The method of the present invention may further include calculating a prescription score.
The term “prescription score” used herein refers to a score calculated by summarizing the drug scores determined with respect to drugs, respectively, when two or more drugs are administered at the same time or at a short distance of time sufficient to significantly affect pharmacological actions thereof. In the present invention, when two or more drugs are determined on the basis of the order of priority among drugs and need to be administered at the same time, the prescription score may be calculated by summarizing drug scores determined with respect to the respective drugs. For example, if there is no protein commonly interacting with the drugs, the prescription score may be calculated by simply averaging, or summing up or multiplying drug scores of the drugs.
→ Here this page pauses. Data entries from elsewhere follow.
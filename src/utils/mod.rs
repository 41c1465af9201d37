//! Utility functions and helpers.

pub mod http;

use std::path::Path;

use percent_encoding::percent_decode_str;
use url::Url;

use crate::error::{AppError, Result};

/// Parse an API base URL, rejecting URLs that cannot carry path segments.
pub fn parse_base_url(base_url: &str) -> Result<Url> {
    let url = Url::parse(base_url.trim())?;
    if url.cannot_be_a_base() {
        return Err(AppError::config(format!(
            "base URL '{base_url}' cannot carry endpoint paths"
        )));
    }
    Ok(url)
}

/// Append path segments to a base URL, percent-encoding each segment.
///
/// `http://host/api` + `["download-pdf", "22A91A6101"]` gives
/// `http://host/api/download-pdf/22A91A6101`.
pub fn join_segments(base: &Url, segments: &[&str]) -> Url {
    let mut url = base.clone();
    if let Ok(mut path) = url.path_segments_mut() {
        path.pop_if_empty();
        for segment in segments {
            path.push(segment);
        }
    }
    url
}

/// Extract the filename from a `Content-Disposition` header value.
///
/// Prefers the RFC 5987 `filename*` form over plain `filename`. Returns
/// `None` when no usable name is present.
pub fn content_disposition_filename(header: &str) -> Option<String> {
    let extended = regex::Regex::new(r#"(?i)filename\*\s*=\s*(?:[\w-]+)?'[^']*'([^;]+)"#).ok()?;
    if let Some(caps) = extended.captures(header) {
        let encoded = caps.get(1)?.as_str().trim();
        let decoded = percent_decode_str(encoded).decode_utf8_lossy();
        if let Some(name) = sanitize_filename(&decoded) {
            return Some(name);
        }
    }

    let plain = regex::Regex::new(r#"(?i)filename\s*=\s*(?:"([^"]*)"|([^;]+))"#).ok()?;
    let caps = plain.captures(header)?;
    let raw = caps.get(1).or_else(|| caps.get(2))?.as_str().trim();
    sanitize_filename(raw)
}

/// Reduce a server-supplied name to a bare file name.
///
/// Directory components are dropped so the name cannot escape the output
/// directory.
pub fn sanitize_filename(raw: &str) -> Option<String> {
    let normalized = raw.trim().replace('\\', "/");
    let name = Path::new(&normalized).file_name()?.to_str()?.trim();
    if name.is_empty() || name == "." || name == ".." {
        return None;
    }
    Some(name.to_string())
}

/// Count the pages of a PDF document by its page objects.
///
/// Returns `None` for data without a PDF header or without any pages.
pub fn pdf_page_count(bytes: &[u8]) -> Option<usize> {
    if !bytes.starts_with(b"%PDF-") {
        return None;
    }
    let page = regex::bytes::Regex::new(r"/Type\s*/Page\b").ok()?;
    match page.find_iter(bytes).count() {
        0 => None,
        n => Some(n),
    }
}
If there is a protein commonly interacting with the drugs, the prescription score may be calculated by assigning, for example, a double weighting to a protein damage score of the corresponding commonly interacting protein to calculate drug scores of the respective drugs and then summing up the corresponding drug scores.
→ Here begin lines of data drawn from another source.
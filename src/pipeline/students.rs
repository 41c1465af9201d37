// src/pipeline/students.rs

//! Directory listing.

use crate::error::Result;
use crate::models::{AVAILABLE_COLUMNS, Config, StudentFilter, StudentRecord};
use crate::services::StudentDirectory;

/// Build a directory filter from a branch code and semester.
pub fn filter_from_args(config: &Config, branch: Option<&str>, semester: Option<u32>) -> StudentFilter {
    StudentFilter {
        branch: branch.map(|code| config.branch_name(code).to_string()),
        semester,
    }
}

/// Fetch and log the students matching `filter`.
pub async fn run_students(
    directory: &StudentDirectory,
    filter: &StudentFilter,
) -> Result<Vec<StudentRecord>> {
    let students = directory.fetch_students(filter).await?;

    log::info!("{} student(s)", students.len());
    for s in &students {
        log::info!("    {}", format_row(s));
    }
    Ok(students)
}

/// Log the Excel column catalog.
pub fn run_columns() {
    for column in &AVAILABLE_COLUMNS {
        log::info!("    {:<22} {}", column.id, column.label);
    }
}

fn format_row(s: &StudentRecord) -> String {
    format!(
        "{:<12} {:<28} {:<45} sem {:<2} cgpa {:>5.2} failed {}",
        s.registered_no, s.name, s.branch, s.curr_semester, s.cgpa, s.no_of_failed_subjects
    )
}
The prescription score is provided to determine appropriateness or risk of the drugs included in a prescription applied to an individual over the effects of the respective drugs. In this aspect, the method of the present invention may further include determining appropriateness or risk of a prescription applied to an individual.
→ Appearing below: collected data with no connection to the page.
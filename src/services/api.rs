// src/services/api.rs

//! The single client for the student records API.

use std::sync::Arc;

use serde::Serialize;
use serde::de::DeserializeOwned;
use url::Url;

use crate::error::{AppError, Result};
use crate::models::ApiConfig;
use crate::services::{AchievementsClient, ReportClient, StudentDirectory};
use crate::utils::http::{HttpTransport, Payload, Transport, TransportResponse};
use crate::utils::{join_segments, parse_base_url};

/// Base URL plus transport, shared by every endpoint-specific client.
///
/// Cloning is cheap; clones share the underlying transport.
#[derive(Clone)]
pub struct ApiClient {
    base_url: Url,
    transport: Arc<dyn Transport>,
}

impl ApiClient {
    /// Create a client talking HTTP to `config.base_url`.
    pub fn new(config: &ApiConfig) -> Result<Self> {
        let transport = HttpTransport::new(config)?;
        Self::with_transport(&config.base_url, Arc::new(transport))
    }

    /// Create a client over any transport.
    pub fn with_transport(base_url: &str, transport: Arc<dyn Transport>) -> Result<Self> {
        Ok(Self {
            base_url: parse_base_url(base_url)?,
            transport,
        })
    }

    pub fn base_url(&self) -> &Url {
        &self.base_url
    }

    /// Endpoint URL for the given path segments.
    pub fn url(&self, segments: &[&str]) -> Url {
        join_segments(&self.base_url, segments)
    }

    pub fn reports(&self) -> ReportClient {
        ReportClient::new(self.clone())
    }

    pub fn students(&self) -> StudentDirectory {
        StudentDirectory::new(self.clone())
    }

    pub fn achievements(&self) -> AchievementsClient {
        AchievementsClient::new(self.clone())
    }

    pub(crate) async fn get(&self, url: &Url) -> Result<TransportResponse> {
        self.transport.get(url).await
    }

    pub(crate) async fn post<B: Serialize + ?Sized>(
        &self,
        url: &Url,
        body: &B,
    ) -> Result<TransportResponse> {
        let body = serde_json::to_value(body)?;
        self.transport.post_json(url, &body).await
    }

    /// GET a JSON resource, mapping non-success statuses to [`AppError::Server`].
    pub(crate) async fn get_json<T: DeserializeOwned>(&self, url: &Url, fallback: &str) -> Result<T> {
        let response = self.get(url).await?;
        Self::decode(response, url, fallback)
    }

    /// POST a JSON body and decode the JSON answer.
    pub(crate) async fn post_json<B, T>(&self, url: &Url, body: &B, fallback: &str) -> Result<T>
    where
        B: Serialize + ?Sized,
        T: DeserializeOwned,
    {
        let response = self.post(url, body).await?;
        Self::decode(response, url, fallback)
    }

    fn decode<T: DeserializeOwned>(response: TransportResponse, url: &Url, fallback: &str) -> Result<T> {
        let response = ensure_success(response, fallback)?;
        match response.payload {
            Payload::Json(value) => Ok(serde_json::from_value(value)?),
            other => Err(AppError::response(
                url.path(),
                format!(
                    "expected JSON, got {} ({} bytes)",
                    response.content_type.as_deref().unwrap_or("no content type"),
                    other.len()
                ),
            )),
        }
    }
}

/// Pass successful responses through; turn the rest into server errors.
///
/// The message comes from the body's `error`/`message` field when present,
/// otherwise `fallback`.
pub(crate) fn ensure_success(response: TransportResponse, fallback: &str) -> Result<TransportResponse> {
    if response.is_success() {
        return Ok(response);
    }
    let message = response
        .error_message()
        .unwrap_or_else(|| fallback.to_string());
    Err(AppError::server(response.status, message))
}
The invention of the present invention may be performed for the purpose of preventing side effects of a drug, but is not limited thereto.
If a drug score sorted by ranking as described above is selected, the method of the present invention may further include assisting a doctor in charge of prescription in making a decision by providing a pharmacogenomic calculation process and a ground for calculating the drug score as information in the form of a diagram, a chart, explanation, and the like. That is, the invention according to the present invention may further include providing one or more information among gene sequence variation information, a gene sequence variation score, a protein damage score, a drug score, and information used for calculation thereof, which are grounds for determining the order of priority among drugs of the present invention. For example, as illustrated in
In another aspect, the present invention relates to a system for personalizing drug selection using individual genome sequence variations, the system including: a database from which information relevant to a gene or protein related to a drug or drug group applicable to an individual can be searched or extracted; a communication unit accessible to the database; a first calculation module configured to calculate one or more gene sequence variation information involved in the pharmacodynamics or pharmacokinetics of the drug or drug group on the basis of the information; a second calculation module configured to calculate an individual protein damage score by using the gene sequence variation information; a third calculation module configured to calculate an individual drug score by associating the individual protein damage score with a drug-protein relation; and a display unit configured to display the values calculated by the calculation modules.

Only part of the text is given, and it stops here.